Dataset entries
=== Begin Enclosure ===

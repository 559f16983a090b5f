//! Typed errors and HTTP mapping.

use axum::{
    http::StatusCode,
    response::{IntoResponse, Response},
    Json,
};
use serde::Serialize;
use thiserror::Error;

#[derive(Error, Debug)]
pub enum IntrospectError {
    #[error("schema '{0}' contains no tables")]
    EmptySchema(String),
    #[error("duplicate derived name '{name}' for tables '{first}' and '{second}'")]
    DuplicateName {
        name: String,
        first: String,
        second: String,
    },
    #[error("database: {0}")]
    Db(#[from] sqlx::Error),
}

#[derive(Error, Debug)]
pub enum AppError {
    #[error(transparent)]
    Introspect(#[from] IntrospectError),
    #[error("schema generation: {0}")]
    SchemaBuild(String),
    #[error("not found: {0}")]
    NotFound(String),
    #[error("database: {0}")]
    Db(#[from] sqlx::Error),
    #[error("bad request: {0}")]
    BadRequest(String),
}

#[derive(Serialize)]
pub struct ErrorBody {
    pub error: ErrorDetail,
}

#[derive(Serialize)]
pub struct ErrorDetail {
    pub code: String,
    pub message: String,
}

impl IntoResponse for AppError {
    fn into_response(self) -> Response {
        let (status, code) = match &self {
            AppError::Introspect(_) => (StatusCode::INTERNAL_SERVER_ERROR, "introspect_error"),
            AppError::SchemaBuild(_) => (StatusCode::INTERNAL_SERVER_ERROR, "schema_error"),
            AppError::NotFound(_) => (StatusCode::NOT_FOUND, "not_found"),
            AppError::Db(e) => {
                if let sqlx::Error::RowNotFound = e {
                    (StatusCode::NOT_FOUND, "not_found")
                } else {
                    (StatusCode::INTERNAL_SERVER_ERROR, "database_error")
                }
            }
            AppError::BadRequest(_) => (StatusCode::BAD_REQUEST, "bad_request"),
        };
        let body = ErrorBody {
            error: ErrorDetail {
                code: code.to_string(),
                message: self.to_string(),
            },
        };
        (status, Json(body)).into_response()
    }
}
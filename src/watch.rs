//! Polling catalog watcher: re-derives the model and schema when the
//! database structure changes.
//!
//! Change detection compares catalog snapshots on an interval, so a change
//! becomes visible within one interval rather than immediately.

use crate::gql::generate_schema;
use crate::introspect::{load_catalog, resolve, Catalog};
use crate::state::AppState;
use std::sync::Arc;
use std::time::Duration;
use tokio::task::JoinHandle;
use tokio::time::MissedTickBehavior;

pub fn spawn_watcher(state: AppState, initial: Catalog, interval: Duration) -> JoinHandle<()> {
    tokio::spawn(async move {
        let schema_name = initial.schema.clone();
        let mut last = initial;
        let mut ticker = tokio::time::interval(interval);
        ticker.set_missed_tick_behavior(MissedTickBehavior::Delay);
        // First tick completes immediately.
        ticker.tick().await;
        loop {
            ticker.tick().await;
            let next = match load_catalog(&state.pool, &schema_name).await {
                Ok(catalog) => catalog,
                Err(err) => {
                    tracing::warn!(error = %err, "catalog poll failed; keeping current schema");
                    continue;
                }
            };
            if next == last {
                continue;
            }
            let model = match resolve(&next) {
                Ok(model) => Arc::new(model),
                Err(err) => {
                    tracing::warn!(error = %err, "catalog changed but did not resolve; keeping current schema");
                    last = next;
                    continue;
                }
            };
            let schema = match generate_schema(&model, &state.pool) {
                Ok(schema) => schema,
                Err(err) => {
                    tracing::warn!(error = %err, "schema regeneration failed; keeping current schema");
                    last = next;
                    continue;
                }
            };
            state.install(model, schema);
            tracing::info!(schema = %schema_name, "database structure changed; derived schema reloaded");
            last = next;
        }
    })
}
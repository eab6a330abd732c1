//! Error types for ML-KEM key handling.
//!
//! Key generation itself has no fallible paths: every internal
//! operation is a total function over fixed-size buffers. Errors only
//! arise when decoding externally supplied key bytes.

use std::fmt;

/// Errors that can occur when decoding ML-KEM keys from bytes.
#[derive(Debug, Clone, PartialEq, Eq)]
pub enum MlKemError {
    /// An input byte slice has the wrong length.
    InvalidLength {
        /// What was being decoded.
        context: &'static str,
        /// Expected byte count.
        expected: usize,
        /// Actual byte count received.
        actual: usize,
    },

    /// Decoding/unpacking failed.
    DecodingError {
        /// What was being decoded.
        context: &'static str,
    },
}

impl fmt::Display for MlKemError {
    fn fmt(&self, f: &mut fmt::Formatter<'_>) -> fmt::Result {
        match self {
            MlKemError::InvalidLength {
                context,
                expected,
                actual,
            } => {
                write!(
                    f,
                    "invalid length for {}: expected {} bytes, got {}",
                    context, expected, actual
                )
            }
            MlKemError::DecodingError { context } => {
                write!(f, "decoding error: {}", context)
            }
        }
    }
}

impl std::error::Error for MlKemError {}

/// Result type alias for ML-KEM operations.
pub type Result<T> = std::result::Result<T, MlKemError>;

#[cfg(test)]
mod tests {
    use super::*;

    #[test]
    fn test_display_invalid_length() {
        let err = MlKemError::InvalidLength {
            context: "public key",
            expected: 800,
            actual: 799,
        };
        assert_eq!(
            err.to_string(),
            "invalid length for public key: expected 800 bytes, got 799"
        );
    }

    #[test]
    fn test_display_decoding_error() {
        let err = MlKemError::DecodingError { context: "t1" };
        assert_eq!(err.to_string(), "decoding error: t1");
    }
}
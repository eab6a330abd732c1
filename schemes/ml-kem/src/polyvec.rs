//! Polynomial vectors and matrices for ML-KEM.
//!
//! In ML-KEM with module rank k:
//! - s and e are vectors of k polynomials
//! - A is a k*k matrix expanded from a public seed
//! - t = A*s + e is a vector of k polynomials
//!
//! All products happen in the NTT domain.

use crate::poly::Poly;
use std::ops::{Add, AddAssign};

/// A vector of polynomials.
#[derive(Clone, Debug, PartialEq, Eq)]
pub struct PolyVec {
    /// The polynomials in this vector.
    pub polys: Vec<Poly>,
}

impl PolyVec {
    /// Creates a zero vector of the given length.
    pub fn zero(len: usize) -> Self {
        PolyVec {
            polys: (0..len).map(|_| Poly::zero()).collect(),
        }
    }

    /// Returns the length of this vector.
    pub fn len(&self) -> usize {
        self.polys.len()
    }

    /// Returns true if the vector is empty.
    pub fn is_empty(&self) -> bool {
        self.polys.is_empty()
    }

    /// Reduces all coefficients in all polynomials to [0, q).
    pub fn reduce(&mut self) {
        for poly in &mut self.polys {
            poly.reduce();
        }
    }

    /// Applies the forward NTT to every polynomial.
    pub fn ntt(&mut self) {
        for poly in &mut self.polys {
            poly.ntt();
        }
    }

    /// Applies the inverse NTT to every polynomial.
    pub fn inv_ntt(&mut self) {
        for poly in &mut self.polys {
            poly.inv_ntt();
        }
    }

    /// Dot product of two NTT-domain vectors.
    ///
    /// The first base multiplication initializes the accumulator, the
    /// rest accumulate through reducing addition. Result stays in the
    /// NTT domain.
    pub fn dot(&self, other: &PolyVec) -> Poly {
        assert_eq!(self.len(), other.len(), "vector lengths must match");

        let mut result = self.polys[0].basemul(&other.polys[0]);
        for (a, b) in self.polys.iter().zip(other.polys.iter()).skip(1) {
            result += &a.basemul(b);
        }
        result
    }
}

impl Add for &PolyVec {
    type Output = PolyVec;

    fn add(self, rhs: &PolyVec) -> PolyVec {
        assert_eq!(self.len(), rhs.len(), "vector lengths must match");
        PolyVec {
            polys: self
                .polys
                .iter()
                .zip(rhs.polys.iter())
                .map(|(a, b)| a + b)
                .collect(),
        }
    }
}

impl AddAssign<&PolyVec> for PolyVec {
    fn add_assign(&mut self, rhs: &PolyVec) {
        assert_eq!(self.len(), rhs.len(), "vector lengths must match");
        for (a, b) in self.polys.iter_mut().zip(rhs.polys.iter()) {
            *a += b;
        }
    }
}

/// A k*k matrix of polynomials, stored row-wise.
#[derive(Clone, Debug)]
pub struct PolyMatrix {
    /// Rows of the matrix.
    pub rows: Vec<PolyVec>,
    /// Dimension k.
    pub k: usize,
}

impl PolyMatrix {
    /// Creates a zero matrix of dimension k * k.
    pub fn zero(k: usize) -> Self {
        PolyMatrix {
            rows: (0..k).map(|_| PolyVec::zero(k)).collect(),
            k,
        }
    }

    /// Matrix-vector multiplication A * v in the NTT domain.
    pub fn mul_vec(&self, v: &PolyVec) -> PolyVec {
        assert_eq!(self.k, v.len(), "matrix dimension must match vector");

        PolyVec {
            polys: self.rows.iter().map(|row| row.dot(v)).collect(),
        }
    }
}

=== End Enclosure ===
=== Begin Enclosure ===

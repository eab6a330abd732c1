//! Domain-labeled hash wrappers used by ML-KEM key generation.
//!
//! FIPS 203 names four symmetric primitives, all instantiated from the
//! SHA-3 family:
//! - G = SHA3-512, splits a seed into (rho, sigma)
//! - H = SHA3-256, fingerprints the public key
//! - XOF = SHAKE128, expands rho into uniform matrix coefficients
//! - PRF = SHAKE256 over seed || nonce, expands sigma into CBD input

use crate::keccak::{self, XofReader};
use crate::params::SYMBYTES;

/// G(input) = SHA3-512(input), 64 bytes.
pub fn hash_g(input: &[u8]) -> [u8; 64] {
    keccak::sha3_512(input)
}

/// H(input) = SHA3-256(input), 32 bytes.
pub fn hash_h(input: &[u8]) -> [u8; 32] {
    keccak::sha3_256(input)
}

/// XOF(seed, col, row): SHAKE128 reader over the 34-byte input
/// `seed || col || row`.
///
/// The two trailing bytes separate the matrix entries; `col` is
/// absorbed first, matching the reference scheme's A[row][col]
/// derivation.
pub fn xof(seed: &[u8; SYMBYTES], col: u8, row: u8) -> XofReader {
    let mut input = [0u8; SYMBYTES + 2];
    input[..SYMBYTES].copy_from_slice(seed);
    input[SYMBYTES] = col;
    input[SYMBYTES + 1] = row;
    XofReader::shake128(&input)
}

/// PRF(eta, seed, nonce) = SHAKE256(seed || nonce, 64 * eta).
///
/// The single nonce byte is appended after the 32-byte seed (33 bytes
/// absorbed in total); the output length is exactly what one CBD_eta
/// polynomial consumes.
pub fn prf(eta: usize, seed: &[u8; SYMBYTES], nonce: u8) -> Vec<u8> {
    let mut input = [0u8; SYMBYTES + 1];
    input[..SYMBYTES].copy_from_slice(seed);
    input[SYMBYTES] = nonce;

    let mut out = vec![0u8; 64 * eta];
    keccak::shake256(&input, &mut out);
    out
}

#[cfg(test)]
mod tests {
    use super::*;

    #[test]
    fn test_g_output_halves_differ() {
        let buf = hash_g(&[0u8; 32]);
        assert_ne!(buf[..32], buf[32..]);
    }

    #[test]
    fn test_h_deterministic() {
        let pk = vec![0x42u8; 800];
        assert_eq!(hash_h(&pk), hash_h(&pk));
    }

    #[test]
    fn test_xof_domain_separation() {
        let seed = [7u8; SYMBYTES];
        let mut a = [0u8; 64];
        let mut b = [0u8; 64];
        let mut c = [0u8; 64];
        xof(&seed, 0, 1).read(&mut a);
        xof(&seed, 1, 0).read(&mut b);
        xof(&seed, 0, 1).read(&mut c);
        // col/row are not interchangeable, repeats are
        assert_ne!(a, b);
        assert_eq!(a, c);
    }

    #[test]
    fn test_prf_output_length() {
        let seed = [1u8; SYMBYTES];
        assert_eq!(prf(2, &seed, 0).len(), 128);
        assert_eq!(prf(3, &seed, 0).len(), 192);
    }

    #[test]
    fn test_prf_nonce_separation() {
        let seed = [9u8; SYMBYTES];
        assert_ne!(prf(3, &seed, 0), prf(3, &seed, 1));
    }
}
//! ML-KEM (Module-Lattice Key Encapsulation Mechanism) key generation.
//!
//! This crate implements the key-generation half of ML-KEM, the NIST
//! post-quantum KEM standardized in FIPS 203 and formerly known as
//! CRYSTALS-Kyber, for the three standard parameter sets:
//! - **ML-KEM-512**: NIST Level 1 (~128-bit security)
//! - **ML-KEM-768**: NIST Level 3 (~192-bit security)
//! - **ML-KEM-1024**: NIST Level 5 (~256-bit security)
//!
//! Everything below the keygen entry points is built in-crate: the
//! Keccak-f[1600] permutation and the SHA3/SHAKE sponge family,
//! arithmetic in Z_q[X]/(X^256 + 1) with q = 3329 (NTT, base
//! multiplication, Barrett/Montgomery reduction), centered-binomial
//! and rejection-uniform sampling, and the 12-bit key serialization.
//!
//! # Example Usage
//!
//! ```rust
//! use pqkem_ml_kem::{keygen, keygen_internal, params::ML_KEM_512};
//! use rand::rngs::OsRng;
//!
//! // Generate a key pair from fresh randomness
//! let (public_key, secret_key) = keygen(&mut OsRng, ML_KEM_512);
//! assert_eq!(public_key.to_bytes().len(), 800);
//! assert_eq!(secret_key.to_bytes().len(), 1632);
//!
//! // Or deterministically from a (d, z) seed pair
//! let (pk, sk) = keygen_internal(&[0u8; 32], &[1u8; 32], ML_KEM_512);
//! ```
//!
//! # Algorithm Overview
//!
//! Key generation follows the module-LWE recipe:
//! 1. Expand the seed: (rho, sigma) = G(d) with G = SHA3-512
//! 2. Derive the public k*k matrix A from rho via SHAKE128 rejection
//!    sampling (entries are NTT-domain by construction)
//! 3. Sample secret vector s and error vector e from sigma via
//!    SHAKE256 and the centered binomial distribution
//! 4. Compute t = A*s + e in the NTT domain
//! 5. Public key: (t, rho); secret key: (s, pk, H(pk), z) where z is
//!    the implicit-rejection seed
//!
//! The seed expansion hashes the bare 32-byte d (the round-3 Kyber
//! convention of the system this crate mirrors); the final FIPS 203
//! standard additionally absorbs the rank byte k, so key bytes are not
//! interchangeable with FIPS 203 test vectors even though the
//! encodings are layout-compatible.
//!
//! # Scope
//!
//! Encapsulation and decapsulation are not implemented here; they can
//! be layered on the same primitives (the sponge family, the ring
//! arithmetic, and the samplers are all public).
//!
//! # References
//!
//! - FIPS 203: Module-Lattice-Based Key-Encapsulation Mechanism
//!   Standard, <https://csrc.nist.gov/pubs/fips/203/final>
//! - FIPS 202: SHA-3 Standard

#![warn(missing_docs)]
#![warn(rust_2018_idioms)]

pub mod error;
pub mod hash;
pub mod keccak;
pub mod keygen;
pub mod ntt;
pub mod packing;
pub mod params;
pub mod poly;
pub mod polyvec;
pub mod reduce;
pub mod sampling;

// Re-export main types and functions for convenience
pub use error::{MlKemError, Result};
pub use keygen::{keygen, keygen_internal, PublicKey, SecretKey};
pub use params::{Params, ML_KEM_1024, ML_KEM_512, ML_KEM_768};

=== End Enclosure ===

Exercise aim – Tally, across the records, each line that contains the word "PolyMatrix", and answer with nothing except the count.

Written response – 3